Since then I've inherited my grandfather's old 10" Craftsman table saw. This is the oldie but goodie cast iron table jobs, nice sturdy saw. I replaced the fence with a Shop Fox Classic Fence and it's just an awesome machine now.

I'm pretty spoiled, my dad has a UniSaw so that's what I was used to using. My current setup isn't quite as nice, but it's close enough for me!

K


----------



## beehoppers (Jun 16, 2005)

I have the Bosh for a job saw and like it.
The fence of the cheap saws can be dangerous. Make sure it clamps securely and is parallel to the blade or a bit away from the back of the blade.
Most important...get a good carbide tipped rip or combination blade. It may go $60 but the cheapness of the saw doesn't justify a cheap blade.


----------



## magnet-man (Jul 10, 2004)

You can't beat a Delta contractor saw. Lowes has what I believe is a Delta contractor saw for $449 without the fence. 
http://www.lowes.com/lowes/lkn?action=productDetail&productId=237665-32764-36-979&lpage=none

As for a fence I would recommend a Biesemeyer fence. You can easily clamp and drill holes in it. I have a unisaw fence and is great for furniture making, but it is hard to clamp things to.

Regardless of what brand you get make sure it has an induction motor and not a universal motor. With the induction motor the saw is quite when it is running. It only makes noise when you are cutting lumber. 

I use my saw to make inner covers, top covers and bottom boards. That is where you can save money with the saw.

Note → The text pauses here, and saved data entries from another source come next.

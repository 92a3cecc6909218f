//! ECS components for entities in the simulated world.
//!
//! Blocks live in a plain map on [`crate::sim_world::SimWorld`]; everything
//! that moves (players, creatures, dropped items, spawn markers) is a bevy
//! entity carrying some of these.

use bevy::prelude::*;
use collapse_core::host::{ActorId, ActorInventory};
use serde::{Deserialize, Serialize};
use std::collections::HashMap;
use uuid::Uuid;

/// World-space position (feet)
#[derive(Component, Serialize, Deserialize, Debug, Clone, Copy, PartialEq)]
pub struct Position(pub [f64; 3]);

/// Connected player
#[derive(Component, Serialize, Deserialize, Debug, Clone)]
pub struct Player {
    pub actor_id: ActorId,
    pub name: String,
}

/// Any NPC; guardians are creatures whose type is on the roster
#[derive(Component, Serialize, Deserialize, Debug, Clone)]
pub struct Creature {
    pub type_id: String,
}

#[derive(Component, Serialize, Deserialize, Debug, Clone)]
pub struct DroppedItem {
    pub item_id: String,
    pub amount: u32,
}

/// Spawn point baked into a structure
#[derive(Component, Serialize, Deserialize, Debug, Clone)]
pub struct SpawnMarker {
    pub marker_id: String,
    pub uuid: Uuid,
}

/// Persistent identity; not every creature has one
#[derive(Component, Serialize, Deserialize, Debug, Clone, Copy)]
pub struct GuardianUuid(pub Uuid);

/// Marker the creature was spawned from
#[derive(Component, Serialize, Deserialize, Debug, Clone, Copy)]
pub struct SpawnedByMarker(pub Uuid);

/// Player item stacks, limited to `slots` distinct item kinds
#[derive(Component, Serialize, Deserialize, Debug, Clone, Default)]
pub struct Inventory {
    pub items: HashMap<String, u32>,
    pub slots: usize,
}

impl Inventory {
    pub fn with_slots(slots: usize) -> Self {
        Self {
            items: HashMap::new(),
            slots,
        }
    }

    pub fn count(&self, item_id: &str) -> u32 {
        self.items.get(item_id).copied().unwrap_or(0)
    }
}

impl ActorInventory for Inventory {
    fn can_remove(&self, item_id: &str, amount: u32) -> bool {
        self.count(item_id) >= amount
    }

    fn remove(&mut self, item_id: &str, amount: u32) -> bool {
        let held = self.count(item_id);
        if held < amount {
            return false;
        }
        if held == amount {
            self.items.remove(item_id);
        } else {
            self.items.insert(item_id.to_string(), held - amount);
        }
        true
    }

    fn give(&mut self, item_id: &str, amount: u32) -> bool {
        if !self.items.contains_key(item_id) && self.items.len() >= self.slots {
            return false;
        }
        *self.items.entry(item_id.to_string()).or_default() += amount;
        true
    }
}

/// Chat messages delivered to a player
#[derive(Component, Serialize, Deserialize, Debug, Clone, Default)]
pub struct Inbox(pub Vec<String>);
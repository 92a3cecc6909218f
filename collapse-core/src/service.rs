//! Entry points the host calls into
//!
//! ```text
//! death system ───────┐
//! removal event ──────┼─► on_guardian_defeated ─► DefeatedGuardianSet ─► AnchorRegistry ─► CollapseScheduler
//! periodic scan ──────┘
//! placement/spawn ────────► register_anchor / register_marker_anchor ─► AnchorRegistry + TowerStateStore
//! player commands ────────► purchase_delay / forge_key
//! block interactions ─────► on_vault_interaction ─► VaultAccessController
//! ```

use parking_lot::RwLock;
use serde::{Deserialize, Serialize};
use std::sync::Arc;
use tokio::runtime::Handle;
use tracing::{debug, info, warn};
use uuid::Uuid;

use crate::anchor::{AnchorRegistry, DefeatedGuardianSet, GuardianIdentity};
use crate::config::{CollapseConfig, EconomyConfig, VaultConfig};
use crate::error::CollapseError;
use crate::guardian::is_guardian_type_id;
use crate::host::{ActorId, ActorInventory, WorldRegistry};
use crate::scheduler::CollapseScheduler;
use crate::state::{CollapsePhase, StructureKey, StructureStatus, TowerStateStore};
use crate::vault::{InteractionKind, VaultAccessController, VaultDecision};

/// Which detection path reported the defeat
#[derive(Debug, Clone, Copy, PartialEq, Eq, Serialize, Deserialize)]
pub enum DefeatSource {
    Death,
    Removal,
    PeriodicScan,
}

#[derive(Debug, Clone, PartialEq, Eq, Serialize, Deserialize)]
pub enum DefeatOutcome {
    /// Type id is not on the guardian roster
    NotAGuardian,
    /// Another detection path already handled this guardian
    AlreadyHandled,
    /// No anchor recorded for this guardian; nothing collapses
    NoAnchor,
    Scheduled(StructureKey),
    /// Anchor resolved but its collapse was already pending
    AlreadyScheduled(StructureKey),
}

pub mod replies {
    pub const NO_PENDING: &str = "No pending tower implosion nearby to delay.";
    pub const DELAY_REFUNDED: &str = "Could not delay (implosion already started). Refunded sigils.";
    pub const DELAY_AT_CAP: &str = "Tower implosion is already delayed as far as it goes. Refunded sigils.";
    pub const FORGE_COST: &str = "Cost: 5 Tower Sigils + 1 Tower Core.";
    pub const FORGE_REFUNDED: &str = "Inventory full. Refunded materials.";
    pub const FORGED: &str = "Forged 1 Tower Key (spent 5 Sigils + 1 Core).";

    pub fn need_sigils(n: u32) -> String {
        format!("You need {n} Tower Sigil(s) to do that.")
    }

    pub fn delayed(n: u32, remaining: u64) -> String {
        format!("Spent {n} Tower Sigil(s). Tower implosion delayed; now ~{remaining} seconds remaining.")
    }
}

pub struct TowerCollapseService {
    anchors: AnchorRegistry,
    defeated: DefeatedGuardianSet,
    scheduler: Arc<CollapseScheduler>,
    vault: VaultAccessController,
    economy: RwLock<EconomyConfig>,
}

impl TowerCollapseService {
    pub fn new(
        worlds: Arc<WorldRegistry>,
        runtime: Handle,
        collapse: CollapseConfig,
        vault: VaultConfig,
        economy: EconomyConfig,
    ) -> Self {
        let store = TowerStateStore::new();
        let scheduler = CollapseScheduler::new(Arc::clone(&store), worlds, runtime, collapse);
        Self {
            anchors: AnchorRegistry::new(),
            defeated: DefeatedGuardianSet::new(),
            scheduler,
            vault: VaultAccessController::new(store, vault),
            economy: RwLock::new(economy),
        }
    }

    pub fn scheduler(&self) -> &Arc<CollapseScheduler> {
        &self.scheduler
    }

    pub fn store(&self) -> &Arc<TowerStateStore> {
        self.scheduler.store()
    }

    pub fn anchors(&self) -> &AnchorRegistry {
        &self.anchors
    }

    pub fn vault(&self) -> &VaultAccessController {
        &self.vault
    }

    pub fn economy(&self) -> EconomyConfig {
        self.economy.read().clone()
    }

    // ========================================================================
    // Anchors
    // ========================================================================

    /// Records a spawned guardian's tower. Non-roster types are ignored.
    pub fn register_anchor(
        &self,
        identity: &GuardianIdentity,
        type_id: &str,
        anchor_position: [f64; 3],
    ) -> Option<StructureKey> {
        if !is_guardian_type_id(type_id) {
            return None;
        }
        let key = StructureKey::from_position(identity.world_id.clone(), anchor_position);
        self.track_structure(&key);
        self.anchors.register_anchor(identity, &key);
        debug!(anchor = %key, type_id, "Guardian anchor registered");
        Some(key)
    }

    /// Records the tower of a spawn marker whose guardian does not exist yet
    pub fn register_marker_anchor(
        &self,
        world_id: &str,
        marker_uuid: Uuid,
        anchor_position: [f64; 3],
    ) -> StructureKey {
        let key = self
            .anchors
            .register_marker_anchor(world_id, marker_uuid, anchor_position);
        self.track_structure(&key);
        debug!(anchor = %key, marker = %marker_uuid, "Marker anchor registered");
        key
    }

    /// Creates the entry so vault detection works before any defeat
    fn track_structure(&self, key: &StructureKey) {
        let shared = self.store().get_or_create(key);
        let mut state = shared.lock();
        if state.phase == CollapsePhase::Idle {
            state.base_y = key.y;
        }
    }

    // ========================================================================
    // Collapse triggers
    // ========================================================================

    /// Idempotent across every detection path
    pub fn on_guardian_defeated(
        &self,
        identity: &GuardianIdentity,
        position: [f64; 3],
        type_id: &str,
        source: DefeatSource,
    ) -> DefeatOutcome {
        if !is_guardian_type_id(type_id) {
            return DefeatOutcome::NotAGuardian;
        }
        if self.defeated.contains(identity) {
            debug!(world = %identity.world_id, type_id, ?source, "Guardian defeat already handled");
            return DefeatOutcome::AlreadyHandled;
        }

        let Some(key) = self.anchors.resolve(identity) else {
            if source == DefeatSource::Death {
                warn!(
                    world = %identity.world_id,
                    type_id,
                    x = position[0],
                    y = position[1],
                    z = position[2],
                    "Guardian defeated but no tower anchor found"
                );
            }
            return DefeatOutcome::NoAnchor;
        };
        self.defeated.mark(identity);

        let scheduled = self.scheduler.trigger_default(&key, key.y);
        self.anchors.forget(identity);

        if scheduled {
            info!(anchor = %key, type_id, ?source, "Tower guardian defeated; collapse scheduled");
            DefeatOutcome::Scheduled(key)
        } else {
            DefeatOutcome::AlreadyScheduled(key)
        }
    }

    /// Operator trigger; `base_y` defaults to the anchor's y
    pub fn trigger_manual(&self, world_id: &str, x: i32, y: i32, z: i32, base_y: Option<i32>) -> bool {
        let key = StructureKey::new(world_id, x, y, z);
        let base_y = base_y.unwrap_or(y);
        let scheduled = self.scheduler.trigger_default(&key, base_y);
        if scheduled {
            info!(anchor = %key, base_y, "Manual implosion triggered");
        }
        scheduled
    }

    pub fn nearest_pending_remaining_seconds(&self, world_id: &str, x: i32, z: i32, radius: i32) -> Option<u64> {
        self.scheduler.nearest_pending_remaining_seconds(world_id, x, z, radius)
    }

    pub fn delay_nearest_pending(
        &self,
        world_id: &str,
        x: i32,
        z: i32,
        radius: i32,
        extra_secs: u64,
    ) -> Result<u64, CollapseError> {
        self.scheduler.delay_nearest_pending(world_id, x, z, radius, extra_secs)
    }

    // ========================================================================
    // Player commands
    // ========================================================================

    /// Spends sigils to push back the closest pending collapse. The reply
    /// text is returned for the caller to deliver.
    pub fn purchase_delay(
        &self,
        world_id: &str,
        position: [f64; 3],
        requested_sigils: Option<u32>,
        inventory: &mut dyn ActorInventory,
    ) -> String {
        let economy = self.economy();
        let sigils = requested_sigils.unwrap_or(1).clamp(1, economy.max_sigils.max(1));
        let extra_secs = u64::from(sigils) * economy.seconds_per_sigil;
        let x = position[0].floor() as i32;
        let z = position[2].floor() as i32;
        let radius = economy.delay_search_radius;

        if self.nearest_pending_remaining_seconds(world_id, x, z, radius).is_none() {
            return replies::NO_PENDING.to_string();
        }
        if !inventory.remove(&economy.sigil_item_id, sigils) {
            return replies::need_sigils(sigils);
        }

        match self.delay_nearest_pending(world_id, x, z, radius, extra_secs) {
            Ok(remaining) => replies::delayed(sigils, remaining),
            Err(e) => {
                inventory.give(&economy.sigil_item_id, sigils);
                debug!(world = world_id, error = %e, "Delay purchase refunded");
                match e {
                    CollapseError::DelayCapReached => replies::DELAY_AT_CAP.to_string(),
                    _ => replies::DELAY_REFUNDED.to_string(),
                }
            }
        }
    }

    /// Sigils + core → one vault key, refunding on partial failure
    pub fn forge_key(&self, inventory: &mut dyn ActorInventory) -> String {
        let economy = self.economy();
        let key_item = self.vault.config().key_item_id;
        let (sigil, sigil_cost) = (economy.sigil_item_id.as_str(), economy.forge_sigil_cost);
        let (core, core_cost) = (economy.core_item_id.as_str(), economy.forge_core_cost);

        if !inventory.can_remove(sigil, sigil_cost) || !inventory.can_remove(core, core_cost) {
            return replies::FORGE_COST.to_string();
        }
        if !inventory.remove(sigil, sigil_cost) {
            return replies::FORGE_COST.to_string();
        }
        if !inventory.remove(core, core_cost) {
            inventory.give(sigil, sigil_cost);
            return replies::FORGE_COST.to_string();
        }
        if !inventory.give(&key_item, 1) {
            inventory.give(sigil, sigil_cost);
            inventory.give(core, core_cost);
            return replies::FORGE_REFUNDED.to_string();
        }
        replies::FORGED.to_string()
    }

    // ========================================================================
    // Vaults
    // ========================================================================

    pub fn is_inside_vault_region(&self, world_id: &str, x: i32, y: i32, z: i32) -> bool {
        self.vault.is_inside_vault_region(world_id, x, y, z)
    }

    pub fn try_unlock(
        &self,
        world_id: &str,
        x: i32,
        y: i32,
        z: i32,
        actor: ActorId,
        inventory: &mut dyn ActorInventory,
    ) -> VaultDecision {
        let now_ms = chrono::Utc::now().timestamp_millis();
        self.vault.try_unlock(world_id, x, y, z, actor, inventory, now_ms)
    }

    #[allow(clippy::too_many_arguments)]
    pub fn on_vault_interaction(
        &self,
        kind: InteractionKind,
        block_id: &str,
        world_id: &str,
        x: i32,
        y: i32,
        z: i32,
        actor: ActorId,
        inventory: &mut dyn ActorInventory,
    ) -> VaultDecision {
        let now_ms = chrono::Utc::now().timestamp_millis();
        self.vault
            .on_interaction(kind, block_id, world_id, x, y, z, actor, inventory, now_ms)
    }

    // ========================================================================
    // Lifecycle
    // ========================================================================

    pub fn apply_config(&self, collapse: CollapseConfig) {
        self.scheduler.apply_config(collapse);
    }

    pub fn apply_economy(&self, economy: EconomyConfig) {
        *self.economy.write() = economy;
    }

    pub fn status(&self) -> Vec<StructureStatus> {
        self.scheduler.status()
    }

    /// Abrupt teardown: timers, structures, anchors and defeat records
    pub fn shutdown(&self) {
        self.scheduler.shutdown();
        self.anchors.clear();
        self.defeated.clear();
        info!("Tower collapse service shut down");
    }
}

You can't save money making boxes or frames. You have to make an awful lot of them too to pay back the cost of the saw, blades, etc.


----------



## peggjam (Mar 4, 2005)

I wouldn't buy anything with the "Craftsman" name on it. Can you say elcheapo? Spend your money on a good saw, and you won't regret it, but buy a cheap one, and you will soon say "boy, someone should smack me up side my head."


----------



## Tommy (Oct 9, 2005)

peggjam said:


> I wouldn't buy anything with the "Craftsman" name on it.
> 
> I have one my wife bought for me 38 years ago. Only replaced the on-off switch on it. I used it to build 2 houses with out any problems.


----------



## Michael Palmer (Dec 29, 2006)

Keith Benson said:


> So here is the question: if you have less than $200 to spend which tablesaw would you buy.
> Keith


Buy a used Rockwell, or Delta. I see them in the paper from time to time. Usually $100-200. They last for just about ever...mine is almost 40..and you can get parts at delta.com


----------



## magnet-man (Jul 10, 2004)

Delta or Rockwell (same company but at different times) do hold their value.


----------



## peggjam (Mar 4, 2005)

Tommy said:


> peggjam said:
> 
> 
> > I wouldn't buy anything with the "Craftsman" name on it.
> ...


----------



## Ross (Apr 30, 2003)

Hit the closest major metro areas. Several on the Atlanta Craigslist.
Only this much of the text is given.